A treatment plan is the term for the best approach to irradiating the tumor, and is constructed on a case-by-case basis in the hospital. At the moment of discovery, the tumor will typically have a size multiple centimeters in all 3 dimensions, and be located under layers of other tissues. Each volume element, or voxel, has its specific coordinates and requires a specific dose. The treatment plan depends therefore on the beam shape, beam energy, dimensions of the tumor and the sensitivity of surrounding tissues. The incident angle of the beam line itself can be controlled: most hospital setups feature a gantry, which is a name for the installation that can rotate the beam nozzle around the patient. Usually the table on which the patient is laid down can move. With the beam energy we can control the depth of the Bragg-peak, and by aiming the beam we control the other 2 dimensions. There are generally two ways the shape (the cross section of the beam) is controlled: passive beam shaping or spot scanning (Schardt and Elsässer, 2010, Amaldi and Braccini, 2011, Schippers and Lomax, 2011).
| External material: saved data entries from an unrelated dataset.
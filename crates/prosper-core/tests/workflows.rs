//! End-to-end workflow tests against the simulated host.
//!
//! Every test builds a scratch directory holding a variable list, model
//! files and the history store, and removes it when done.

#![allow(
    clippy::expect_used,
    clippy::unwrap_used,
    clippy::float_cmp,
    clippy::indexing_slicing,
    clippy::panic
)]

use std::path::{Path, PathBuf};

use prosper_bridge::{BridgeError, Session, SimulatedHost};
use prosper_core::{HistoryConfig, WorkflowError, Workflows};
use prosper_history::HistoryError;
use prosper_types::{EntityName, SnapshotLabel, VariableId};
use uuid::Uuid;

// =============================================================================
// Helpers
// =============================================================================

const VARIABLES: &str = "\
PROSPER.SIN.IPR.SINGLE.PRES
PROSPER.SIN.IPR.SINGLE.WC
PROSPER.PVT.INPUT.GOR
PROSPER.ANL.SYS.RATE
";

const WELL_A: &str = "\
# Well A
PROSPER.SIN.IPR.SINGLE.PRES = 3000
PROSPER.SIN.IPR.SINGLE.WC = 10
PROSPER.PVT.INPUT.GOR = 400
PROSPER.ANL.SYS.RATE = 1200
";

/// A directory with a variable list, a models folder and a store path.
struct Scratch {
    root: PathBuf,
    config: HistoryConfig,
}

impl Scratch {
    fn new() -> Self {
        let root = std::env::temp_dir().join(format!("prosper-core-{}", Uuid::now_v7()));
        let models = root.join("models");
        std::fs::create_dir_all(&models).expect("create scratch dir");
        std::fs::write(root.join("variables.txt"), VARIABLES).expect("write variables");
        std::fs::write(models.join("well_A.Out"), WELL_A).expect("write model");

        let mut config = HistoryConfig::default();
        config.store.path = root.join("history.sqlite");
        config.capture.variables_file = root.join("variables.txt");
        config.workflow.models_dir = models.clone();
        config.workflow.model_path = models.join("well_A.Out");
        config.exercise.iterations = 3;
        config.exercise.targets = vec![
            "PROSPER.SIN.IPR.SINGLE.PRES".to_owned(),
            "PROSPER.SIN.IPR.SINGLE.WC".to_owned(),
        ];
        config.exercise.min_percent = 200;
        config.exercise.max_percent = 200;
        config.exercise.seed = Some(11);
        config.validate().expect("valid config");

        Self { root, config }
    }

    fn models(&self) -> PathBuf {
        self.root.join("models")
    }

    fn write_model(&self, name: &str, body: &str) -> PathBuf {
        let path = self.models().join(name);
        std::fs::write(&path, body).expect("write model");
        path
    }
}

impl Drop for Scratch {
    fn drop(&mut self) {
        let _ = std::fs::remove_dir_all(&self.root);
    }
}

fn var(name: &str) -> VariableId {
    VariableId::parse(name).expect("valid variable")
}

fn entity(name: &str) -> EntityName {
    EntityName::parse(name).expect("valid entity")
}

// =============================================================================
// Exercise
// =============================================================================

#[tokio::test]
async fn exercise_records_perturbed_history_and_restores() {
    let scratch = Scratch::new();
    let host = SimulatedHost::new();
    let mut workflows = Workflows::new(&scratch.config, &host).unwrap();

    let report = workflows.exercise().await.unwrap();

    assert_eq!(report.entity.as_str(), "Well01");
    assert_eq!(report.labels.len(), 4);
    assert!(report.labels.windows(2).all(|w| w[0] < w[1]));
    assert!(report.labels[0].as_str().starts_with("Update_"));
    assert_eq!(report.restored_label, report.labels[0]);

    assert_eq!(
        report.series["PROSPER.SIN.IPR.SINGLE.PRES"],
        vec![3000.0, 6000.0, 12000.0, 24000.0]
    );
    assert_eq!(
        report.series["PROSPER.SIN.IPR.SINGLE.WC"],
        vec![10.0, 20.0, 40.0, 80.0]
    );

    // PRES, WC and GOR were sampled; RATE is outside the filter.
    assert_eq!(report.restored.applied, 3);
    assert_eq!(report.restored.skipped, 1);
    assert!(report.restored.failed.is_empty());
    assert_eq!(
        host.value(&var("PROSPER.SIN.IPR.SINGLE.PRES")).unwrap().as_deref(),
        Some("3000")
    );

    assert_eq!(host.loaded_model().unwrap(), Some(scratch.config.workflow.model_path.clone()));
    assert_eq!(host.open_sessions().unwrap(), 0);

    let stored = workflows.store().list_snapshots(&report.entity).await.unwrap();
    assert_eq!(stored, report.labels);
}

#[tokio::test]
async fn exercise_fails_cleanly_when_the_model_is_missing() {
    let mut scratch = Scratch::new();
    scratch.config.workflow.model_path = scratch.models().join("absent.Out");
    let host = SimulatedHost::new();
    let mut workflows = Workflows::new(&scratch.config, &host).unwrap();

    let err = workflows.exercise().await.unwrap_err();
    assert!(matches!(err, WorkflowError::Bridge { .. }));
    assert_eq!(host.open_sessions().unwrap(), 0);
    assert!(!scratch.config.store.path.exists());
}

#[tokio::test]
async fn exercise_reports_unreachable_host() {
    let scratch = Scratch::new();
    let host = SimulatedHost::new();
    host.refuse_connections(true).unwrap();
    let mut workflows = Workflows::new(&scratch.config, &host).unwrap();

    let err = workflows.exercise().await.unwrap_err();
    assert!(matches!(err, WorkflowError::Bridge { .. }));
}

// =============================================================================
// History initialisation
// =============================================================================

#[tokio::test]
async fn initialize_history_captures_every_model() {
    let scratch = Scratch::new();
    scratch.write_model("well_b.OUT", "PROSPER.SIN.IPR.SINGLE.PRES = 2500\n");
    scratch.write_model("notes.txt", "not a model\n");
    scratch.write_model("broken.out", "THIS LINE IS NOT A VARIABLE\n");

    let host = SimulatedHost::new();
    let mut workflows = Workflows::new(&scratch.config, &host).unwrap();
    let snapshots = workflows.initialize_history().await.unwrap();

    let entities: Vec<_> = snapshots.iter().map(|s| s.entity.as_str()).collect();
    assert_eq!(entities, vec!["WELL_A", "WELL_B"]);

    // WELL_B lacks two of the sampled variables.
    assert_eq!(
        snapshots[1].failed_reads,
        vec!["PROSPER.SIN.IPR.SINGLE.WC", "PROSPER.PVT.INPUT.GOR"]
    );
    assert!(snapshots[1].write.created_table);

    let mut listed = workflows.store().list_entities().await.unwrap();
    listed.sort();
    assert_eq!(listed, vec![entity("WELL_A"), entity("WELL_B")]);

    let cells = workflows
        .store()
        .read_snapshot(&entity("WELL_B"), &snapshots[1].label)
        .await
        .unwrap();
    assert_eq!(
        cells["PROSPER.SIN.IPR.SINGLE.PRES"].as_value(),
        Some("2500")
    );
    assert_eq!(host.open_sessions().unwrap(), 0);
}

#[tokio::test]
async fn initialize_history_with_no_models_writes_nothing() {
    let scratch = Scratch::new();
    std::fs::remove_file(scratch.models().join("well_A.Out")).unwrap();

    let host = SimulatedHost::new();
    let mut workflows = Workflows::new(&scratch.config, &host).unwrap();
    let snapshots = workflows.initialize_history().await.unwrap();

    assert!(snapshots.is_empty());
    assert_eq!(host.total_connections().unwrap(), 0);
    assert!(!scratch.config.store.path.exists());
}

#[tokio::test]
async fn initialize_history_needs_a_models_directory() {
    let mut scratch = Scratch::new();
    scratch.config.workflow.models_dir = scratch.root.join("nowhere");

    let host = SimulatedHost::new();
    let mut workflows = Workflows::new(&scratch.config, &host).unwrap();
    let err = workflows.initialize_history().await.unwrap_err();
    assert!(matches!(err, WorkflowError::ModelsDir { .. }));
}

// =============================================================================
// Snapshot and restore
// =============================================================================

#[tokio::test]
async fn snapshot_then_restore_rolls_back_host_changes() {
    let scratch = Scratch::new();
    let host = SimulatedHost::new();
    let mut workflows = Workflows::new(&scratch.config, &host).unwrap();
    let well = entity("WELL_A");

    let snapshot = workflows
        .snapshot(&well, Some(&scratch.config.workflow.model_path))
        .await
        .unwrap();
    assert_eq!(snapshot.write.written, 4);

    {
        let mut session = Session::open(&host).unwrap();
        session
            .set(&var("PROSPER.SIN.IPR.SINGLE.PRES"), "1")
            .unwrap();
    }

    let report = workflows.restore(&well, &snapshot.label, None).await.unwrap();
    assert_eq!(report.applied, 3);
    assert_eq!(
        host.value(&var("PROSPER.SIN.IPR.SINGLE.PRES")).unwrap().as_deref(),
        Some("3000")
    );
}

#[tokio::test]
async fn restore_into_a_model_file_saves_it() {
    let scratch = Scratch::new();
    let host = SimulatedHost::new();
    let mut workflows = Workflows::new(&scratch.config, &host).unwrap();
    let well = entity("WELL_A");
    let model = scratch.config.workflow.model_path.clone();

    let snapshot = workflows.snapshot(&well, Some(&model)).await.unwrap();
    scratch.write_model(
        "well_A.Out",
        "PROSPER.SIN.IPR.SINGLE.PRES = 1\nPROSPER.SIN.IPR.SINGLE.WC = 99\nPROSPER.PVT.INPUT.GOR = 1\n",
    );

    let report = workflows
        .restore(&well, &snapshot.label, Some(&model))
        .await
        .unwrap();
    assert_eq!(report.applied, 3);

    let saved = std::fs::read_to_string(&model).unwrap();
    assert!(saved.contains("PROSPER.SIN.IPR.SINGLE.PRES = 3000"), "{saved}");
    assert!(saved.contains("PROSPER.SIN.IPR.SINGLE.WC = 10"), "{saved}");
    assert!(host.commands().unwrap().last().unwrap().starts_with("PROSPER.SAVEFILE("));
}

#[tokio::test]
async fn restore_of_unknown_label_is_a_history_error() {
    let scratch = Scratch::new();
    let host = SimulatedHost::new();
    let mut workflows = Workflows::new(&scratch.config, &host).unwrap();
    let well = entity("WELL_A");
    workflows
        .snapshot(&well, Some(&scratch.config.workflow.model_path))
        .await
        .unwrap();

    let missing = SnapshotLabel::parse("Update_19990101_000000_000000").unwrap();
    let err = workflows.restore(&well, &missing, None).await.unwrap_err();
    match err {
        WorkflowError::History {
            source: HistoryError::ColumnNotFound { .. },
        } => {}
        other => panic!("unexpected error {other:?}"),
    }
}

// =============================================================================
// Host commands
// =============================================================================

#[tokio::test]
async fn run_command_waits_for_the_host_and_saves_the_model() {
    let mut scratch = Scratch::new();
    scratch.config.wait.initial_step_ms = 1;
    scratch.config.wait.max_step_ms = 2;
    scratch.config.wait.timeout_ms = 5_000;
    let host = SimulatedHost::new().with_busy_polls(3).unwrap();
    let workflows = Workflows::new(&scratch.config, &host).unwrap();
    let model = scratch.config.workflow.model_path.clone();

    let report = workflows
        .run_command(" PROSPER.ANL.SYS.CALC ", Some(&model), true)
        .await
        .unwrap();

    assert_eq!(report.command, "PROSPER.ANL.SYS.CALC");
    assert_eq!(report.app.as_str(), "PROSPER");
    assert_eq!(report.result, None);
    assert!(report.saved);
    assert_eq!(
        host.commands().unwrap(),
        vec![
            format!("PROSPER.OPENFILE({})", model.display()),
            "PROSPER.ANL.SYS.CALC".to_owned(),
            format!("PROSPER.SAVEFILE({})", model.display()),
        ]
    );
    assert_eq!(host.open_sessions().unwrap(), 0);
}

#[tokio::test]
async fn run_command_returns_network_results() {
    let scratch = Scratch::new();
    let model = scratch.write_model("network.Out", "GAP.LASTCMDRET = 42\n");
    let host = SimulatedHost::new().with_busy_polls(2).unwrap();
    let workflows = Workflows::new(&scratch.config, &host).unwrap();

    let report = workflows
        .run_command("GAP.SOLVENETWORK(0)", Some(&model), false)
        .await
        .unwrap();

    assert_eq!(report.result.as_deref(), Some("42"));
    assert!(!report.saved);
    assert!(
        !host
            .commands()
            .unwrap()
            .iter()
            .any(|c| c.starts_with("PROSPER.SAVEFILE("))
    );
}

#[tokio::test]
async fn run_command_gives_up_after_the_configured_timeout() {
    let mut scratch = Scratch::new();
    scratch.config.wait.initial_step_ms = 1;
    scratch.config.wait.max_step_ms = 5;
    scratch.config.wait.timeout_ms = 30;
    let host = SimulatedHost::new().with_busy_polls(u32::MAX).unwrap();
    let workflows = Workflows::new(&scratch.config, &host).unwrap();

    let err = workflows
        .run_command("MBAL.CALC", None, true)
        .await
        .unwrap_err();
    match err {
        WorkflowError::Bridge {
            source: BridgeError::Timeout { waited, .. },
        } => assert!(waited >= std::time::Duration::from_millis(30)),
        other => panic!("unexpected error {other:?}"),
    }
    assert_eq!(host.open_sessions().unwrap(), 0);
}

#[tokio::test]
async fn run_command_rejects_unknown_applications() {
    let scratch = Scratch::new();
    let host = SimulatedHost::new();
    let workflows = Workflows::new(&scratch.config, &host).unwrap();

    let err = workflows.run_command("EXCEL.CALC", None, false).await.unwrap_err();
    assert!(matches!(err, WorkflowError::Bridge { .. }));
    assert_eq!(host.total_connections().unwrap(), 0);
}

// =============================================================================
// Reporting
// =============================================================================

#[tokio::test]
async fn series_report_keeps_index_alignment() {
    let scratch = Scratch::new();
    let host = SimulatedHost::new();
    let mut workflows = Workflows::new(&scratch.config, &host).unwrap();
    let report = workflows.exercise().await.unwrap();

    let series = workflows
        .series_report(
            &report.entity,
            &[
                "prosper.sin.ipr.single.pres".to_owned(),
                "PROSPER.ANL.SYS.RATE".to_owned(),
            ],
        )
        .await
        .unwrap();

    assert_eq!(series.labels, report.labels);
    assert_eq!(series.series.len(), 2);

    let pres: Vec<_> = series.series[0].points.iter().map(|p| p.value).collect();
    assert_eq!(pres, vec![Some(3000.0), Some(6000.0), Some(12000.0), Some(24000.0)]);

    let rate: Vec<_> = series.series[1].points.iter().map(|p| p.value).collect();
    assert_eq!(rate, vec![None; 4]);

    let json = series.to_json().unwrap();
    assert!(json.contains(report.labels[0].as_str()));
}

#[tokio::test]
async fn series_report_defaults_to_every_key() {
    let scratch = Scratch::new();
    let host = SimulatedHost::new();
    let mut workflows = Workflows::new(&scratch.config, &host).unwrap();
    let well = entity("WELL_A");
    workflows
        .snapshot(&well, Some(Path::new(&scratch.config.workflow.model_path)))
        .await
        .unwrap();

    let series = workflows.series_report(&well, &[]).await.unwrap();
    let keys: Vec<_> = series.series.iter().map(|s| s.key.as_str()).collect();
    assert_eq!(
        keys,
        vec![
            "PROSPER.SIN.IPR.SINGLE.PRES",
            "PROSPER.SIN.IPR.SINGLE.WC",
            "PROSPER.PVT.INPUT.GOR",
            "PROSPER.ANL.SYS.RATE",
        ]
    );
}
  • Passive beam shaping is a method where the beam is attenuated with passive methods (fig. 2). Although it has many pieces, once set there is little or no interaction required for the beam to deliver the proper dose to the targeted areas of the body. The beam is first slightly scattered after which structures such as collimators and attenuators shape the beam into a uniform 2D distributed flux, so that a certain area can be uniformly irradiated at once. Then there is a patient specific mold, a bolus, that shapes the range such that the Bragg-peak is delivered at the proper depth. Some atomically light plastics are used to alter the range and not scatter as much as heavier materials. To alter the penetration depth of the beam, range shifters may be used. This is a wheel with plates of varying thickness which can be spun in the beamline, thereby altering the range of the protons by decelerating them, depending on the thickness of the wheel at that point.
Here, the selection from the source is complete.